ABOUT THE PRODUCTION

Fourteen musicians from across the world come together around Mozart's Requiem. In reconstructing that Requiem, they merge their own musical influences with genres including jazz, opera and popular African music. Appointed musical director and composer, Fabrizio Cassol, continues to write a personal artistic history in which he brings together different musical cultures around a theme. Again and again, he looks for ways to write new stories with existing work, with oral and written traditions. For the Requiem, he brings together musicians with whom he previously worked (in Macbeth and Coup Fatal, among others) and with artists for whom this is their first collaboration. On a theatrical level, director Alain Platel and the group look for a visual and physical translation of the images and associations that a Requiem conjures up: from the requiem mass to the mass grave into which Mozart was himself dumped.

THE AUTHORS

FABRIZIO CASSOL (1964), for twenty five years, is the composer and saxophonist of the band Aka Moon. He has often worked with choreographers such as Alain Platel (les ballets C de la B - vsprs, pitié!, Coup Fatal), Anne Teresa De Keersmaeker (Rosas), the Samoan Lemi Ponifasio (Mao Company), and the Congolese Faustin Linye (studio Kaboka). In opera, he already worked with Philippe Boesman-Luc Bondy and in theatre with Tg Stan. His close collaboration with KVS, the Flemish Royal Theatre, when led by Jan Goossens, was followed by an artistic residence in the opera De Munt La Monnaie (Brussels) led by Bernard Foccroulle. Since 2012, he has been artist in residence at the Fondation de l'Abbaye Royaumont near Paris to continue studying world cultures. His particular interest in non-European music started after a trip to the Aka pygmies in Central Africa in 1992 and expanded to Asia (especially India) and Africa. He passes on his extensive knowledge of music from oral and written traditions, of chamber music or symphonic work in workshops, and master classes all over the world. Such as: at the Conservatoire National Supérieur in Paris, the Royal Academy in London, the Conservatory in Jerusalem, in Alger, Beijing, Berlin, Chennai, Tunis and Royaumont.

 

ALAIN PLATEL (1964), is trained as a remedial educationalist, and is an autodidact director. In 1984 he set up a small group with a number of friends and relatives to work collectively. Emma (1988) signaled his concentration on directing.
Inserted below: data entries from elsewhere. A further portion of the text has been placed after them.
use serde::{Deserialize, Serialize};
use time::OffsetDateTime;

use super::{BusinessId, ListSort, PageRequest, Staff};

/// Columns a business list may be ordered by.
pub const BUSINESS_SORT_COLUMNS: &[&str] = &[
    "name",
    "address",
    "business_type",
    "status",
    "worker_name",
    "created_at",
];

/// A stored business together with its staff (when loaded).
#[derive(Debug, Clone, PartialEq, Serialize, Deserialize)]
#[serde(rename_all = "camelCase")]
pub struct Business {
    pub id: BusinessId,
    pub name: String,
    pub description: String,
    pub address: String,
    pub business_type: String,
    pub status: String,
    #[serde(with = "time::serde::rfc3339")]
    pub created_at: OffsetDateTime,
    pub worker_name: String,
    #[serde(default)]
    pub staffs: Vec<Staff>,
}

/// A business that has not been persisted yet.
#[derive(Debug, Clone, Default, PartialEq, Eq)]
pub struct NewBusiness {
    pub name: String,
    pub description: String,
    pub address: String,
    pub business_type: String,
    pub status: String,
    pub worker_name: String,
}

/// Partial update; `None` leaves the stored value untouched.
#[derive(Debug, Clone, Default)]
pub struct BusinessUpdate {
    pub name: Option<String>,
    pub description: Option<String>,
    pub address: Option<String>,
    pub business_type: Option<String>,
    pub status: Option<String>,
}

impl BusinessUpdate {
    pub fn apply(self, business: &mut Business) {
        if let Some(name) = self.name {
            business.name = name;
        }
        if let Some(description) = self.description {
            business.description = description;
        }
        if let Some(address) = self.address {
            business.address = address;
        }
        if let Some(business_type) = self.business_type {
            business.business_type = business_type;
        }
        if let Some(status) = self.status {
            business.status = status;
        }
    }
}

/// Exact-match filters plus paging for business listings.
#[derive(Debug, Clone, Default)]
pub struct BusinessListQuery {
    pub name: Option<String>,
    pub description: Option<String>,
    pub address: Option<String>,
    pub business_type: Option<String>,
    pub status: Option<String>,
    pub worker_name: Option<String>,
    pub page: PageRequest,
    pub sort: ListSort,
}

impl BusinessListQuery {
    /// Unfiltered listing, oldest first so paging stays stable while rows are appended.
    pub fn everything(page: PageRequest) -> Self {
        Self {
            page,
            sort: ListSort {
                column: "created_at",
                direction: super::SortDirection::Asc,
            },
            ..Default::default()
        }
    }
}
mod business;
mod search;
mod staff;

pub use business::*;
pub use search::*;
pub use staff::*;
He was responsible for Bonjour Madame (1993), La Tristeza Complice (1995) and Iets op Bach (1998), with which les ballets C de la B (as the group was now called) rocketed to the international top. In the meantime his collaboration with Arne Sierens had a similar effect on the Ghent youth theatre company Victoria, with the three plays Moeder en Kind (1995), Bernadetje (1996) and Allemaal  Indiaan (1999). In collaboration with director Frank Van Laecke, he created Gardenia (June 2010), a production in which the closing of a transvestite cabaret affords us a glimpse into the private lives of a memorable group of old artists. In 2015 Alain Platel and Frank Van Laecke renewed their collaboration, this time joined by composer Steven Prengels, for En avant, Marche !, a performance about a society inspired by the tradition of fanfare orchestras and brass bands. C(H)ŒURS (2012), so far Platel’s biggest project, is created on demand of opera director Gerard Mortier. He got to work with the famous choral scenes from Verdi’s operas, later on he added pieces of music from Richard Wagner’s works. In C(H)ŒURS he examines - together with his dancers and the Teatro Real choir - how ‘dangerously beautiful’ a group can be.

FROM THE REVIEWS

This is the fourth cooperation between the Belgic choreographer and director Alain Platel and the composer Fabrizio Cassol. They fuse arts. Requiem for L. is an attempt to cross an unfinished composition by Wolfgang Amadeus Mozart which someone else has completed, with contemporary music... Only when everything organic has been distinguished, do the close ones dare to kiss the body. On monitors they show their pain, and the relief that it is over. Only their hands, hair, and backs are visible, leaning over the corpse.  But even that is enough to know that when death overshadows life, life still does continue.

Dorion Weickmann, Süddeutsche Zeitung

 

Requiem for L. confronts us with our own mortality in a way that is both sad and joyful, serene and boisterous. It is a unique work, one that, should you feel able to abandon yourself to what it proposes, ends by bringing the catharsis.

Teresa Guerreiro,  CULTURE Whisper

 

You could regard this offbeat take on Mozart's Requiem as a kind of grief party, by turns solemn and ceremonial, but also joyous and lively. The cast wear mainly black. Most are in gumboots (presaging a climatic stomping about on those graves). Their musicianship is masterly, fronted by a trio of classically trained vocalists juxtaposed against the musically looser styles of three physically wiry, African-born singers.